伊藤明彦作『未来からの遺言』を読んで
渾身の作品とは、こんな本のことを指すのだろうと思った。
どう考えても、伊藤明彦さんの人生は凄すぎる。
真似できないし、真似したいとも思えない。
でも一人の人間が人生をかけて、社会に何かを残すとうことを行って、それが明らかに価値があるのだから、今を生きる私はその凄さに感服している。
大体の世の中の大きな出来事は忘れられていくと、私は考えている。
日々どこかで事件、事故が起こっているし、
未来を生きる私たちは過去を全て知ることができない。
それぞれの事件の当時者が、この事件は大事なんだと主張しても、
知らなきゃいけない事件は世の中にたくさんあって、
それを全て知ることはできない。
悲しいことに、戦争に関する記憶だって、忘れられ、捻じ曲げられ、現代を生きる無知な私たちによって批判されている。
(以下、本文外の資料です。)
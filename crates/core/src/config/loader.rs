use figment::{
    providers::{Env, Format, Serialized, Toml},
    Figment,
};
use std::path::Path;

use super::{types::ClientConfig, ConfigError};

/// Prefix for environment variable overrides (e.g. `POPCORN_LANGUAGE=fr`).
const ENV_PREFIX: &str = "POPCORN_";

/// Load configuration from file with environment variable overrides
pub fn load_config(path: &Path) -> Result<ClientConfig, ConfigError> {
    if !path.exists() {
        return Err(ConfigError::FileNotFound(path.display().to_string()));
    }

    extract(
        Figment::from(Serialized::defaults(ClientConfig::default()))
            .merge(Toml::file(path))
            .merge(Env::prefixed(ENV_PREFIX)),
    )
}

/// Load configuration from defaults and environment variables only
pub fn load_config_from_env() -> Result<ClientConfig, ConfigError> {
    extract(
        Figment::from(Serialized::defaults(ClientConfig::default()))
            .merge(Env::prefixed(ENV_PREFIX)),
    )
}

/// Load configuration from TOML string (useful for testing)
pub fn load_config_from_str(toml_str: &str) -> Result<ClientConfig, ConfigError> {
    toml::from_str::<ClientConfig>(toml_str)
        .map(ClientConfig::normalized)
        .map_err(|e| ConfigError::ParseError(e.to_string()))
}

fn extract(figment: Figment) -> Result<ClientConfig, ConfigError> {
    figment
        .extract::<ClientConfig>()
        .map(ClientConfig::normalized)
        .map_err(|e| ConfigError::ParseError(e.to_string()))
}
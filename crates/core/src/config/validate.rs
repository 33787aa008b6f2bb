use reqwest::Url;

use super::{types::ClientConfig, ConfigError};

/// Validate configuration
/// Currently validates:
/// - Base URL parses and uses http or https
/// - Language is not empty
/// - No camera keyword is blank (a blank keyword matches every torrent)
pub fn validate_config(config: &ClientConfig) -> Result<(), ConfigError> {
    let url = Url::parse(&config.base_url).map_err(|e| {
        ConfigError::ValidationError(format!("base_url '{}' is invalid: {}", config.base_url, e))
    })?;

    if !matches!(url.scheme(), "http" | "https") {
        return Err(ConfigError::ValidationError(format!(
            "base_url must use http or https, got '{}'",
            url.scheme()
        )));
    }

    if config.language.trim().is_empty() {
        return Err(ConfigError::ValidationError(
            "language cannot be empty".to_string(),
        ));
    }

    if config.cam_keywords.iter().any(|k| k.trim().is_empty()) {
        return Err(ConfigError::ValidationError(
            "cam_keywords cannot contain blank entries".to_string(),
        ));
    }

    Ok(())
}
(原水爆の活動をしている団体がノーベル賞をもらったというニュースがYoutubeであった時に、そのコメント欄には核兵器を容認するようなコメントが溢れていた。私はショックだったし、絶望した。大江健三郎さんが生きていたら、どんなコメントを出すだろう。
原子力発電も生きてくためには必要な部分もあるかもしれないが、原子力発電に代替する別の発電方法を提示することもできないが、
でも原発を増設すると言われると、私は絶望する。)
『未来からの遺言』を読んで、そんなことを考えました。
ほとんどの人にとっては、戦争も公害も、過去に起こったことは悲しいかな、過去のこととして、はいはい大事ですよねで終わってしまう。
意外と過去からの連続に今の問題点はあると私は考えている。
オーラルヒストリーの真偽を確かめていくという手法によって、『未来からの手紙』は書かれているが、
研究としてはどれほどの価値が認められるのだろうかと考えてしまう。
本当に価値のある本だけど、大体の本当に価値のある本ってどれぐらいの人が見向きしているのだろうかと、思った。